At its core, the desire for love, attention, and safety is completely understandable. The choice to evolve wakes up higher powers and emotions within you. Giving you the ability to maturely ask for what you want from others and attract safe love.

Resistance to embracing your true self comes from places in the body that play a protective role, trying to keep you safe through survival strategies. Focus on the areas of your body that react with pain, anger, sadness, or fear when your relationship triggers you.

Maybe you just found a picture of the guy you’re dating at a party with another woman. She’s married, but still, he didn’t invite you!

Does this cause pain in your heart, a lump in your throat, or discomfort in your stomach?

This kind of behavior can be very triggering if you experience abandonment as a child. Your unmet need for love and recognition could be the unconscious driver behind your reaction.

You can create a space in your body to help you master your emotions. Try this to rewrite your inner love story:

Tune in to the discomfort and ask your body what it needs.

Listen to and acknowledge the hurt, accepting it with love.

This connects you to the pain of the past, letting you invite it into the present.

Offer that area of your body a new role in service to your true safety and belonging.

This is how you start to become the ideal parent for your inner child.

Developing Your Inner Caregivers

Developing your inner caregivers will empower the part of you that knows unconditional love, compassion, and respect. You can show up for any unmet needs a partnership is triggering.

Pull all of these aspects of your psyche into your awareness, give them a voice, offer them love, and move on. This practice enables you to source power consistently regardless of your internal state.

Sometimes, a spiritual connection to some external source of divinity can support the unconditional feelings you crave. Or you may find power in the connection you have to your soul.

It’s different for everyone.

These connections provide us with a sense of safety, reminding us that we have always belonged simply because we are here. It’s a lifelong commitment to yourself to unlearn patterns through developing a loving relationship with yourself.

At times, your inner child will object to having your needs met by you or a higher power. A part of you may still hope your parents meet those needs. This is a natural and primal desire that can trigger rage, sadness, and despair. Healing is difficult.

In a quiet, private space, explain to your inner child that while you can’t change your parents or rewrite the past to reflect perfect situations in which they met all your needs, you can fill those needs yourself now.

Reassure the conscious part of you in pain:

“We could wait forever for Mom and Dad, but they can’t really fix this. So, if you want love, safety, and belonging, I can give them to you. I can support you unconditionally. You will always belong to me. You might not want it from me, but I’m going to keep giving it to you.”

Establish a strong psychological presence of inner masculine and feminine figures who will hold you in all of the love, safety, and belonging you need.
Your inner caregivers can be a mother and father, king and queen, or god and goddess.

In surrendering to whatever power you choose, you open up your receptivity to receive an infinite source of unconditional love and respect.

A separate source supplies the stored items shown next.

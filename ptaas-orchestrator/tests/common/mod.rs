//! Shared harness for ptaas-orchestrator integration tests

#![allow(dead_code)]

use std::collections::HashMap;
use std::sync::atomic::{AtomicUsize, Ordering};
use std::sync::{Arc, Mutex};
use std::time::Duration;

use async_trait::async_trait;
use axum::Router;
use axum::body::Body;
use axum::http::{Request, StatusCode};
use serde_json::Value;
use tokio_util::sync::CancellationToken;
use tower::ServiceExt;

use ptaas_core::Config;
use ptaas_core::config::ScannersConfig;
use ptaas_orchestrator::application::{
    ArtifactAccessUseCase, GetScanStatusUseCase, JobWorkflow, KeywordInjectionClassifier,
    ResultPublisher, ScanRegistryHandle, ScanToolkit, SubmitScanUseCase, ToolkitFactory,
};
use ptaas_orchestrator::domain::{
    ArtifactObject, ArtifactStore, ContainerRuntime, ExecOutput, FindingSummary, FindingsQuery,
    ImportRequest, ImportResult, ScanError, Ticker, VulnerabilityManagement, WebScannerApi,
};
use ptaas_orchestrator::infrastructure::{
    InMemoryJobQueue, InMemoryJobStore, JobQueue, JobStore, ScanWorkerContext,
    WorkerPoolSettings, spawn_scan_worker_pool,
};
use ptaas_orchestrator::presentation::controllers::OrchestratorState;
use ptaas_orchestrator::presentation::models::DependencyConfiguration;
use ptaas_orchestrator::presentation::routes::create_router;

pub const NMAP_XML: &str = r#"<?xml version="1.0"?><nmaprun scanner="nmap"><host><ports><port protocol="tcp" portid="22"/></ports></host></nmaprun>"#;

/// Object store kept in a map
#[derive(Default)]
pub struct MemoryArtifacts {
    pub objects: Mutex<HashMap<String, Vec<u8>>>,
}

#[async_trait]
impl ArtifactStore for MemoryArtifacts {
    async fn put(&self, key: &str, content: Vec<u8>, _content_type: &str) -> Result<String, ScanError> {
        self.objects.lock().unwrap().insert(key.to_string(), content);
        Ok(format!("http://minio:9000/ptaas-results/{}", key))
    }

    async fn get(&self, key: &str) -> Result<Option<Vec<u8>>, ScanError> {
        Ok(self.objects.lock().unwrap().get(key).cloned())
    }

    async fn list(&self, prefix: Option<&str>) -> Result<Vec<ArtifactObject>, ScanError> {
        let objects = self.objects.lock().unwrap();
        let mut listing: Vec<ArtifactObject> = objects
            .iter()
            .filter(|(key, _)| prefix.is_none_or(|p| key.starts_with(p)))
            .map(|(key, content)| ArtifactObject {
                key: key.clone(),
                size: content.len() as i64,
                last_modified: None,
            })
            .collect();
        listing.sort_by(|a, b| a.key.cmp(&b.key));
        Ok(listing)
    }

    async fn delete(&self, key: &str) -> Result<(), ScanError> {
        self.objects.lock().unwrap().remove(key);
        Ok(())
    }
}

/// Vulnerability manager that accepts every import and serves canned findings
#[derive(Default)]
pub struct StaticDojo {
    pub imports: Mutex<Vec<ImportRequest>>,
    pub findings: Vec<FindingSummary>,
}

#[async_trait]
impl VulnerabilityManagement for StaticDojo {
    async fn import_scan(&self, request: ImportRequest) -> ImportResult {
        self.imports.lock().unwrap().push(request);
        ImportResult::Imported {
            product_id: Some(1),
            engagement_id: Some(7),
            test_id: Some(42),
            scan_type: Some("Nmap Scan".to_string()),
        }
    }

    async fn findings(&self, query: &FindingsQuery) -> Vec<FindingSummary> {
        self.findings
            .iter()
            .filter(|f| query.severity.as_ref().is_none_or(|s| &f.severity == s))
            .take(query.limit as usize)
            .cloned()
            .collect()
    }

    async fn finding(&self, id: i64) -> Option<FindingSummary> {
        self.findings.iter().find(|f| f.id == id).cloned()
    }

    async fn products(&self) -> Vec<Value> {
        vec![serde_json::json!({"id": 1, "name": "PTaaS Lab Project"})]
    }

    async fn engagements(&self, _product_id: Option<i64>) -> Vec<Value> {
        Vec::new()
    }

    async fn tests(&self, _engagement_id: Option<i64>) -> Vec<Value> {
        Vec::new()
    }
}

/// Container runtime answering every command with the same output
pub struct CannedRuntime {
    pub exit_code: i32,
    pub stdout: String,
}

#[async_trait]
impl ContainerRuntime for CannedRuntime {
    async fn exec(&self, _container: &str, _command: &[String]) -> Result<ExecOutput, ScanError> {
        Ok(ExecOutput {
            exit_code: Some(self.exit_code),
            stdout: self.stdout.as_bytes().to_vec(),
            stderr: Vec::new(),
        })
    }
}

/// Records every command before delegating to a canned runtime
pub struct RecordingRuntime {
    inner: CannedRuntime,
    pub commands: Mutex<Vec<Vec<String>>>,
}

#[async_trait]
impl ContainerRuntime for RecordingRuntime {
    async fn exec(&self, container: &str, command: &[String]) -> Result<ExecOutput, ScanError> {
        self.commands.lock().unwrap().push(command.to_vec());
        self.inner.exec(container, command).await
    }
}

/// Web scanner that is never reachable; counts the calls it refuses
#[derive(Default)]
pub struct UnreachableScanner {
    pub calls: AtomicUsize,
}

impl UnreachableScanner {
    fn refuse<T>(&self) -> Result<T, ScanError> {
        self.calls.fetch_add(1, Ordering::SeqCst);
        Err(ScanError::unavailable("zap", "connection refused"))
    }
}

#[async_trait]
impl WebScannerApi for UnreachableScanner {
    async fn access_url(&self, _url: &str) -> Result<(), ScanError> {
        self.refuse()
    }
    async fn start_crawl(&self, _url: &str) -> Result<String, ScanError> {
        self.refuse()
    }
    async fn crawl_status(&self, _scan_id: &str) -> Result<u8, ScanError> {
        self.refuse()
    }
    async fn start_active_scan(&self, _url: &str) -> Result<String, ScanError> {
        self.refuse()
    }
    async fn active_scan_status(&self, _scan_id: &str) -> Result<u8, ScanError> {
        self.refuse()
    }
    async fn json_report(&self) -> Result<Vec<u8>, ScanError> {
        self.refuse()
    }
}

pub struct NoDelay;

#[async_trait]
impl Ticker for NoDelay {
    async fn tick(&self, _interval: Duration) {
        tokio::task::yield_now().await;
    }
}

pub struct FixedToolkit(pub ScanToolkit);

#[async_trait]
impl ToolkitFactory for FixedToolkit {
    async fn build(&self) -> Result<ScanToolkit, ScanError> {
        Ok(self.0.clone())
    }
}

/// A router wired to in-memory backends, optionally with workers attached
pub struct TestApp {
    pub router: Router,
    pub queue: Arc<InMemoryJobQueue>,
    pub job_store: Arc<InMemoryJobStore>,
    pub artifacts: Arc<MemoryArtifacts>,
    pub dojo: Arc<StaticDojo>,
    /// Present when workers are attached
    pub runtime: Option<Arc<RecordingRuntime>>,
    pub web_scanner: Arc<UnreachableScanner>,
    pub shutdown: CancellationToken,
}

impl Drop for TestApp {
    fn drop(&mut self) {
        self.shutdown.cancel();
    }
}

pub fn test_config() -> Config {
    let mut config = Config::default();
    config.server.enable_docs = false;
    config.worker.embedded = false;
    config
}

impl TestApp {
    pub fn new() -> Self {
        Self::build(StaticDojo::default(), None)
    }

    pub fn with_findings(findings: Vec<FindingSummary>) -> Self {
        Self::build(
            StaticDojo {
                findings,
                ..Default::default()
            },
            None,
        )
    }

    /// Run one worker whose container commands all return `runtime`'s output
    pub fn with_workers(runtime: CannedRuntime) -> Self {
        Self::build(StaticDojo::default(), Some(runtime))
    }

    fn build(dojo: StaticDojo, runtime: Option<CannedRuntime>) -> Self {
        let config = test_config();
        let shutdown = CancellationToken::new();
        let job_store = Arc::new(InMemoryJobStore::default());
        let queue = Arc::new(InMemoryJobQueue::new());
        let artifacts = Arc::new(MemoryArtifacts::default());
        let dojo = Arc::new(dojo);
        let scanners = Arc::new(ScannersConfig::default());
        let web_scanner = Arc::new(UnreachableScanner::default());

        let store: Arc<dyn JobStore> = job_store.clone();
        let job_queue: Arc<dyn JobQueue> = queue.clone();

        let registry = ScanRegistryHandle::spawn(store.clone(), shutdown.clone());
        let workflow = Arc::new(JobWorkflow::new(store.clone()));

        let runtime = runtime.map(|inner| {
            Arc::new(RecordingRuntime {
                inner,
                commands: Mutex::new(Vec::new()),
            })
        });

        if let Some(runtime) = &runtime {
            let toolkit = ScanToolkit {
                runtime: runtime.clone(),
                web_scanner: web_scanner.clone(),
                publisher: Arc::new(ResultPublisher::new(artifacts.clone(), dojo.clone())),
                classifier: Arc::new(KeywordInjectionClassifier),
                scanners: scanners.clone(),
            };
            let context = ScanWorkerContext {
                queue: job_queue.clone(),
                workflow: JobWorkflow::new(store.clone()),
                toolkit_factory: Arc::new(FixedToolkit(toolkit)),
                ticker: Arc::new(NoDelay),
            };
            let settings = WorkerPoolSettings {
                concurrency: 1,
                max_jobs_per_worker: 10,
                soft_time_limit: Duration::from_secs(30),
                hard_time_limit: Duration::from_secs(60),
                poll_timeout: Duration::from_millis(50),
            };
            spawn_scan_worker_pool(context, settings, shutdown.clone());
        }

        let state = OrchestratorState {
            submit_scan_use_case: Arc::new(SubmitScanUseCase::new(
                workflow,
                job_queue.clone(),
                registry.clone(),
                scanners,
            )),
            scan_status_use_case: Arc::new(GetScanStatusUseCase::new(store, registry.clone())),
            artifact_use_case: Arc::new(ArtifactAccessUseCase::new(
                registry.clone(),
                artifacts.clone(),
            )),
            registry,
            vulnerability_management: dojo.clone(),
            queue: job_queue,
            dependencies: Arc::new(DependencyConfiguration {
                queue_backend: "memory".to_string(),
                defectdojo_url: config.defectdojo.url.clone(),
                defectdojo_configured: false,
                storage_endpoint: config.storage.endpoint.clone(),
                storage_bucket: config.storage.bucket.clone(),
                web_scanner_url: config.scanners.web.base_url.clone(),
            }),
        };

        Self {
            router: create_router(state, Arc::new(config)),
            queue,
            job_store,
            artifacts,
            dojo,
            runtime,
            web_scanner,
            shutdown,
        }
    }

    pub async fn request(&self, method: &str, uri: &str, body: Option<Value>) -> (StatusCode, Vec<u8>) {
        let builder = Request::builder().method(method).uri(uri);
        let request = match body {
            Some(json) => builder
                .header("content-type", "application/json")
                .body(Body::from(json.to_string())),
            None => builder.body(Body::empty()),
        }
        .unwrap();

        let response = self.router.clone().oneshot(request).await.unwrap();
        let status = response.status();
        let bytes = axum::body::to_bytes(response.into_body(), usize::MAX)
            .await
            .unwrap();
        (status, bytes.to_vec())
    }

    pub async fn json(&self, method: &str, uri: &str, body: Option<Value>) -> (StatusCode, Value) {
        let (status, bytes) = self.request(method, uri, body).await;
        let value = if bytes.is_empty() {
            Value::Null
        } else {
            serde_json::from_slice(&bytes).unwrap()
        };
        (status, value)
    }

    /// Poll the status endpoint until the job reaches SUCCESS or FAILURE
    pub async fn wait_terminal(&self, job_id: &str) -> Value {
        for _ in 0..200 {
            let (status, body) = self.json("GET", &format!("/api/v1/scans/{}", job_id), None).await;
            assert_eq!(status, StatusCode::OK);
            if matches!(body["state"].as_str(), Some("SUCCESS" | "FAILURE")) {
                return body;
            }
            tokio::time::sleep(Duration::from_millis(20)).await;
        }
        panic!("job {} never reached a terminal state", job_id);
    }
}

pub fn finding(id: i64, severity: &str) -> FindingSummary {
    FindingSummary {
        id,
        title: format!("Finding {}", id),
        severity: severity.to_string(),
        description: None,
        mitigation: None,
        impact: None,
        references: None,
        cve: None,
        cvss_score: None,
        found_by: vec![],
        url: None,
        date: None,
        active: true,
        verified: false,
    }
}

It’s a lifelong practice.

This is how generational transformation happens. Altering your inner reality allows you to raise your own children differently and see the world with fresh eyes.

Perhaps this is what Mahatma Gandhi meant when he said, “If you want to change the world, start with yourself.”

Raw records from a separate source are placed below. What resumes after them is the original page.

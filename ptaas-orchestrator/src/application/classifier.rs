//! Keyword classifier for injection-scanner output

use chrono::NaiveDate;

use crate::domain::entities::Finding;
use crate::domain::services::FindingClassifier;
use crate::domain::value_objects::Severity;

const MAX_DESCRIPTION_CHARS: usize = 2000;

pub const NO_INJECTION_DESCRIPTION: &str = "No SQL injection vulnerabilities detected.";

/// Flags output containing both `parameter` and `vulnerable`, the markers
/// sqlmap prints for a confirmed injection point. Negated summaries such as
/// "do not appear to be injectable" stay Info. Produces exactly one finding.
#[derive(Debug, Clone, Copy, Default)]
pub struct KeywordInjectionClassifier;

impl FindingClassifier for KeywordInjectionClassifier {
    fn classify(&self, output: &str, date: NaiveDate) -> Vec<Finding> {
        let flagged = output.contains("parameter") && output.contains("vulnerable");

        let finding = if flagged {
            Finding {
                title: "SQL Injection".to_string(),
                severity: Severity::High,
                description: output.chars().take(MAX_DESCRIPTION_CHARS).collect(),
                date,
                mitigation: Some(
                    "Use parameterized queries or prepared statements and validate all user input."
                        .to_string(),
                ),
                references: Some(
                    "https://owasp.org/www-community/attacks/SQL_Injection".to_string(),
                ),
            }
        } else {
            Finding {
                title: "SQL Injection scan".to_string(),
                severity: Severity::Info,
                description: NO_INJECTION_DESCRIPTION.to_string(),
                date,
                mitigation: None,
                references: None,
            }
        };

        vec![finding]
    }
}
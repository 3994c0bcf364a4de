//! Container runtime adapter over the docker CLI
//!
//! Tools run inside long-lived containers via `docker exec`. The child is
//! spawned with `kill_on_drop`, so abandoning the future (soft limit, hard
//! limit) terminates the exec session.

use std::process::Stdio;

use async_trait::async_trait;
use tokio::process::Command;
use tracing::{debug, instrument, warn};

use crate::domain::errors::ScanError;
use crate::domain::services::{ContainerRuntime, ExecOutput};

/// Exit codes the shell uses for "cannot execute" and "command not found"
const EXIT_CANNOT_EXECUTE: i32 = 126;
const EXIT_COMMAND_NOT_FOUND: i32 = 127;

pub struct DockerCliRuntime {
    binary: String,
}

impl DockerCliRuntime {
    pub fn new(binary: impl Into<String>) -> Self {
        Self {
            binary: binary.into(),
        }
    }
}

#[async_trait]
impl ContainerRuntime for DockerCliRuntime {
    #[instrument(skip(self, command), fields(binary = %self.binary))]
    async fn exec(&self, container: &str, command: &[String]) -> Result<ExecOutput, ScanError> {
        let mut cmd = Command::new(&self.binary);
        cmd.arg("exec")
            .arg(container)
            .args(command)
            .stdin(Stdio::null())
            .stdout(Stdio::piped())
            .stderr(Stdio::piped())
            .kill_on_drop(true);

        debug!(command = ?cmd, "Executing in container");

        let output = cmd.output().await.map_err(|e| {
            warn!(error = %e, "Failed to launch container runtime");
            ScanError::unavailable(container, format!("cannot run {}: {}", self.binary, e))
        })?;

        classify_exit(
            container,
            ExecOutput {
                exit_code: output.status.code(),
                stdout: output.stdout,
                stderr: output.stderr,
            },
        )
    }
}

/// Separate "the container or tool is missing" from "the tool ran and failed".
fn classify_exit(container: &str, output: ExecOutput) -> Result<ExecOutput, ScanError> {
    if output.success() {
        return Ok(output);
    }

    let stderr = String::from_utf8_lossy(&output.stderr);
    let missing_container =
        stderr.contains("No such container") || stderr.contains("is not running");
    let missing_tool = matches!(
        output.exit_code,
        Some(EXIT_CANNOT_EXECUTE) | Some(EXIT_COMMAND_NOT_FOUND)
    );

    if missing_container || missing_tool {
        return Err(ScanError::unavailable(container, stderr.trim()));
    }

    Ok(output)
}
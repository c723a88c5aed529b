//! Optional chart rendering
//!
//! Chart output is strictly best-effort: the pipeline's classification and
//! text output never depend on it. The [`ChartBackend`] trait is the seam a
//! plotting implementation plugs into; when no backend is compiled in, the
//! null backend logs a warning and reports the artifact as absent.

use crate::report::BenchmarkReport;
use std::collections::BTreeMap;
use std::path::PathBuf;

/// A pluggable chart rendering backend.
///
/// Both operations return `None` (and must not fail the pipeline) when the
/// backend cannot produce an artifact.
pub trait ChartBackend {
    /// Render a throughput trend across several runs ordered by timestamp.
    ///
    /// Data points are grouped by result name; only names with at least two
    /// points form a plotted series.
    fn render_trend(&self, reports: &[BenchmarkReport]) -> Option<PathBuf>;

    /// Render a per-category comparison of one run, one sub-chart per
    /// category with horizontal bars of mean time
    fn render_comparison(&self, report: &BenchmarkReport) -> Option<PathBuf>;
}

/// Backend used when no plotting implementation is available
#[derive(Debug, Default)]
pub struct NullChartBackend;

impl ChartBackend for NullChartBackend {
    fn render_trend(&self, _reports: &[BenchmarkReport]) -> Option<PathBuf> {
        tracing::warn!("no chart backend available, skipping trend chart");
        None
    }

    fn render_comparison(&self, _report: &BenchmarkReport) -> Option<PathBuf> {
        tracing::warn!("no chart backend available, skipping comparison chart");
        None
    }
}

/// Select the chart backend for this build
pub fn default_backend() -> Box<dyn ChartBackend> {
    Box::new(NullChartBackend)
}

/// Extract trend series from a set of runs: result name → (timestamp,
/// throughput MB/s) points, runs ordered by timestamp, series with fewer
/// than two points dropped.
///
/// Shared between backends so they agree on what gets plotted.
pub fn trend_series(reports: &[BenchmarkReport]) -> BTreeMap<String, Vec<(String, f64)>> {
    let mut ordered: Vec<&BenchmarkReport> = reports.iter().collect();
    // ISO-8601 timestamps sort correctly as strings
    ordered.sort_by(|a, b| a.metadata.timestamp.cmp(&b.metadata.timestamp));

    let mut series: BTreeMap<String, Vec<(String, f64)>> = BTreeMap::new();
    for report in ordered {
        for r in &report.results {
            if r.throughput_mbps > 0.0 {
                series
                    .entry(r.name.clone())
                    .or_default()
                    .push((report.metadata.timestamp.clone(), r.throughput_mbps));
            }
        }
    }

    series.retain(|_, points| points.len() >= 2);
    series
}

/// Group one run's results by category for comparison charts, categories
/// sorted lexicographically
pub fn comparison_groups(
    report: &BenchmarkReport,
) -> BTreeMap<String, Vec<(String, f64)>> {
    let mut groups: BTreeMap<String, Vec<(String, f64)>> = BTreeMap::new();
    for r in &report.results {
        groups
            .entry(r.category.clone())
            .or_default()
            .push((r.name.clone(), r.mean_time_ns / 1e6));
    }
    groups
}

Recognizing Painful Patterns in Relationships

If your relationships are painful, it may be a sign you’re attempting to satisfy your deep, unconscious, unfulfilled needs through sex and romance.

Breakups can be extremely painful for anyone who experienced abandonment as a child because the feelings resonate deeply. These struggles can manifest when you use your sexuality to fulfill your need for recognition and validation. Sex cannot satisfy your need to feel worthy.

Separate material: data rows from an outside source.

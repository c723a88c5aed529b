//! Markdown rendering for regression and benchmark reports
//!
//! Three surfaces share one decision model: the full regression report, the
//! per-run performance report, and the compact README summary block.

use crate::error::{FqperfError, Result};
use crate::regression::{RegressionReport, RegressionResult, Severity};
use crate::report::BenchmarkReport;
use std::collections::BTreeMap;
use std::fs;
use std::path::Path;

/// README markers delimiting the generated performance block
pub const BENCHMARK_START_MARKER: &str = "<!-- BENCHMARK_START -->";
pub const BENCHMARK_END_MARKER: &str = "<!-- BENCHMARK_END -->";

/// Key benchmarks surfaced in the README summary table
const KEY_BENCHMARKS: [&str; 4] = [
    "BM_FastQReader_Medium",
    "BM_FastQWriter_Medium",
    "BM_Filter_Combined",
    "BM_Stat_Full",
];

fn push_result_table(lines: &mut Vec<String>, results: &[&RegressionResult]) {
    lines.push("| Benchmark | Metric | Baseline | Current | Change |".to_string());
    lines.push("|-----------|--------|----------|---------|--------|".to_string());
    for r in results {
        lines.push(format!(
            "| {} | {} | {:.2} | {:.2} | {:+.1}% |",
            r.benchmark_name, r.metric_name, r.baseline_value, r.current_value, r.change_percent
        ));
    }
    lines.push(String::new());
}

/// Render a regression report as human-readable Markdown.
///
/// The banner reflects the highest severity present. The "Passed" table is
/// emitted only in verbose mode.
pub fn format_report(report: &RegressionReport, verbose: bool) -> String {
    let mut lines = vec![
        "# Performance Regression Report".to_string(),
        String::new(),
        format!("**Baseline:** {}", report.baseline_commit),
        format!("**Current:** {}", report.current_commit),
        String::new(),
    ];

    if report.has_critical() {
        lines.push("⛔ **CRITICAL REGRESSIONS DETECTED**".to_string());
    } else if report.has_warning() {
        lines.push("⚠️ **Warnings detected**".to_string());
    } else {
        lines.push("✅ **No regressions detected**".to_string());
    }
    lines.push(String::new());

    let critical: Vec<&RegressionResult> = report
        .results
        .iter()
        .filter(|r| r.severity == Severity::Critical)
        .collect();
    let warnings: Vec<&RegressionResult> = report
        .results
        .iter()
        .filter(|r| r.severity == Severity::Warning)
        .collect();
    let ok: Vec<&RegressionResult> = report
        .results
        .iter()
        .filter(|r| r.severity == Severity::Ok)
        .collect();

    if !critical.is_empty() {
        lines.push("## Critical Regressions".to_string());
        lines.push(String::new());
        push_result_table(&mut lines, &critical);
    }

    if !warnings.is_empty() {
        lines.push("## Warnings".to_string());
        lines.push(String::new());
        push_result_table(&mut lines, &warnings);
    }

    if verbose && !ok.is_empty() {
        lines.push("## Passed".to_string());
        lines.push(String::new());
        push_result_table(&mut lines, &ok);
    }

    lines.join("\n")
}

/// Render a single benchmark run as a full Markdown report: system info table
/// plus one results table per category, categories sorted lexicographically
pub fn generate_markdown_report(report: &BenchmarkReport) -> String {
    let mut lines = vec![
        "# fqperf Performance Report".to_string(),
        String::new(),
        format!("**Generated:** {}", report.metadata.timestamp),
        format!(
            "**Git Commit:** {} ({})",
            report.metadata.git_commit, report.metadata.git_branch
        ),
        String::new(),
        "## System Information".to_string(),
        String::new(),
        "| Property | Value |".to_string(),
        "|----------|-------|".to_string(),
        format!("| CPU | {} |", report.metadata.cpu_model),
        format!("| Cores | {} |", report.metadata.core_count),
        format!("| Memory | {} |", format_bytes(report.metadata.memory_bytes)),
        format!("| OS | {} |", report.metadata.os_version),
        format!("| Compiler | {} |", report.metadata.compiler_version),
        String::new(),
        "## Benchmark Results".to_string(),
        String::new(),
    ];

    // BTreeMap gives the lexicographic category order for free
    let mut categories: BTreeMap<&str, Vec<&crate::report::BenchmarkResult>> = BTreeMap::new();
    for r in &report.results {
        categories.entry(r.category.as_str()).or_default().push(r);
    }

    for (category, results) in &categories {
        lines.push(format!("### {} Benchmarks", category.to_uppercase()));
        lines.push(String::new());
        lines.push("| Benchmark | Time (ms) | Throughput | Iterations |".to_string());
        lines.push("|-----------|-----------|------------|------------|".to_string());

        for r in results {
            let time_ms = r.mean_time_ns / 1e6;
            let throughput = if r.throughput_mbps > 0.0 {
                format!("{:.2} MB/s", r.throughput_mbps)
            } else {
                "-".to_string()
            };
            lines.push(format!(
                "| {} | {:.2} | {} | {} |",
                r.name, time_ms, throughput, r.iterations
            ));
        }

        lines.push(String::new());
    }

    lines.join("\n")
}

/// Generate the compact summary table used in the README.
///
/// Only the key benchmarks are listed, with names simplified for prose
/// (the `BM_` prefix dropped and underscores spaced).
pub fn generate_summary_table(report: &BenchmarkReport) -> String {
    let mut lines = vec![
        "| Operation | Throughput | Time |".to_string(),
        "|-----------|------------|------|".to_string(),
    ];

    for r in &report.results {
        if KEY_BENCHMARKS.iter().any(|key| r.name.contains(key)) {
            let time_ms = r.mean_time_ns / 1e6;
            let throughput = if r.throughput_mbps > 0.0 {
                format!("{:.1} MB/s", r.throughput_mbps)
            } else {
                "-".to_string()
            };
            let name = r.name.replace("BM_", "").replace('_', " ");
            lines.push(format!("| {name} | {throughput} | {time_ms:.1} ms |"));
        }
    }

    lines.join("\n")
}

/// Generate the README-embeddable performance section
pub fn generate_readme_section(report: &BenchmarkReport) -> String {
    format!(
        "## Performance\n\
         \n\
         Benchmark results on {} ({} cores):\n\
         \n\
         {}\n\
         \n\
         *Tested with 100K reads, 150bp read length. See [full benchmark \
         report](docs/performance/benchmark-report.md) for details.*\n",
        report.metadata.cpu_model,
        report.metadata.core_count,
        generate_summary_table(report)
    )
}

/// Replace the marked performance block in a README file, appending the block
/// at the end when the markers are absent
pub fn update_readme(readme_path: &Path, report: &BenchmarkReport) -> Result<()> {
    if !readme_path.exists() {
        return Err(FqperfError::InputNotFound {
            path: readme_path.to_path_buf(),
        });
    }

    let content = fs::read_to_string(readme_path)?;

    let new_section = format!(
        "{BENCHMARK_START_MARKER}\n{}\n{BENCHMARK_END_MARKER}",
        generate_readme_section(report)
    );

    let updated = match (
        content.find(BENCHMARK_START_MARKER),
        content.find(BENCHMARK_END_MARKER),
    ) {
        (Some(start), Some(end)) if start <= end => {
            let after = end + BENCHMARK_END_MARKER.len();
            format!("{}{}{}", &content[..start], new_section, &content[after..])
        }
        _ => format!("{content}\n\n{new_section}\n"),
    };

    fs::write(readme_path, updated).map_err(|source| FqperfError::OutputWriteFailure {
        path: readme_path.to_path_buf(),
        source,
    })
}

/// Humanize a byte count; zero renders as "Unknown"
pub fn format_bytes(bytes: u64) -> String {
    if bytes == 0 {
        return "Unknown".to_string();
    }

    let mut value = bytes as f64;
    for unit in ["B", "KB", "MB", "GB", "TB"] {
        if value < 1024.0 {
            return format!("{value:.1} {unit}");
        }
        value /= 1024.0;
    }
    format!("{value:.1} PB")
}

It should be a container for authentic expression.

Your parents’ lack of sexual celebration will teach you that being sexual is dangerous. Parental actions that deny, punish, ignore, or threaten certain aspects of us lead to self-loss. Repeated signals that we won’t receive love if we express a certain part of ourselves cause us to suppress this self.

We then construct a false self to replace the lost part of ourselves, which transforms into a shadow self.

If you got into trouble for masturbating as a child, you may have suppressed the part of yourself that values pleasure. You might replace that natural way of being with control and judgment, creating a false identity. Then, if people say you’re no fun, you might deny the false self you’ve made to hide your truth. Your shadow self appears to counteract your judgment and shame around sex.

Maybe that looks like hypersexuality to counteract the false identity.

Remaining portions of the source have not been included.